Choosing the Correct Entity for Your Practice and the Impact on Personal Liability

By Jonathan A. Karp, treasurer, Law Office Management Section. Karp is a partner with Reish & Luftman. The opinions expressed are his own.

There are several different types of entities in which lawyers can conduct their practice. Sole practitioners can either operate as a "sole proprietorship" or a professional corporation. Lawyers who have "partners" can operate as a general partnership, a limited liability partnership or a professional corporation.

None of these entities or structures will allow attorneys to escape liability for their own wrongdoing. However, professional corporations and limited liability partnerships will generally permit an attorney to avoid being liable for the wrongful acts, including "malpractice" claims and tort liabilities, of other "partners", and in certain cases employees.
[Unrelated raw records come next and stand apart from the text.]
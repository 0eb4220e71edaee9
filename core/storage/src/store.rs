//! Record store trait definition.

use async_trait::async_trait;

use strongbox_common::Result;

/// Storage backend holding a single vault record.
///
/// Implementations must make `write` all-or-nothing: a reader sees either
/// the previous record or the new one, never a mix.
#[async_trait]
pub trait RecordStore: Send + Sync {
    /// Get the store name (e.g., "local", "memory").
    fn name(&self) -> &str;

    /// Read the stored record bytes.
    ///
    /// # Returns
    /// - `Ok(None)` if no record has ever been written
    ///
    /// # Errors
    /// - I/O errors other than absence
    async fn read(&self) -> Result<Option<Vec<u8>>>;

    /// Replace the stored record with `data`.
    ///
    /// # Postconditions
    /// - A subsequent `read` returns exactly `data`
    ///
    /// # Errors
    /// - I/O errors; the previous record is left intact
    async fn write(&self, data: Vec<u8>) -> Result<()>;

    /// Check whether a record exists.
    async fn exists(&self) -> Result<bool> {
        Ok(self.read().await?.is_some())
    }
}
The first question is whether the attorney is the only "owner" of the practice or whether there are partners or co-owners. Certain types of entities are not available to sole practitioners, such as general partnerships or limited liability partnerships.

As a sole practitioner, income and expenses are reported on Schedule C attached to the individual's personal income tax return, and the individual pays tax (income and self-employment tax) on the net income. The individual remains liable for all the debts and obligations of the practice.

General partnerships and limited liability partnerships require that there be more than one owner of the practice. In the case of a general partnership, all of the partners are fully liable for all obligations of the entity, including those founded in tort or contract. In a limited liability partnership, owners are liable only for their own wrongful acts and not liable for the LLP's contractual obligations or wrongful acts of others (unless they have personally guaranteed the contractual obligation or were involved in supervising and directing such individuals in the act that gave rise to tort claim). The liability rules for the shareholder of a professional corporation are generally the same as for LLPs.

General partnerships, limited liability partnerships and corporations must all file their own tax returns, but the income of the general partnership and limited liability partnership passes through to the owners in their respective ownership percentage shares, or as otherwise agreed by the partners. Unless the corporation elects to be treated as a "S Corporation" (in which case the income passes through to the owners in the ratio of their stock ownership), the corporation pays taxes on its net income. Professional corporations are taxed at a flat rate of 35 percent for federal income tax purposes, which leads to year-end tax planning designed to "zero out" the corporations income. This can be difficult since certain expenses paid by the corporation, such as 50 percent of entertainment expenses and the purchase price of more expensive assets (which must be depreciated over a period of years), are not deductible for income tax purposes.

All entities must generally file their income taxes on a calendar year basis. LLPs and corporations are generally subject to a minimum annual tax payable to California of $800. The other entities are not subject to this minimum tax.

Sole proprietorships, partnerships, LLPs and S corporations are not able to deduct medical insurance premiums paid for by the entity for the benefit of the owners, and there are certain restrictions on qualified retirement plans that can be adopted by these entities.

The issues in choosing what type of entity in which to practice are more complex than many attorneys believe, and it is recommended that each attorney considering what form of entity to utilize should consult with both their accountant and an attorney versed in business and corporate law.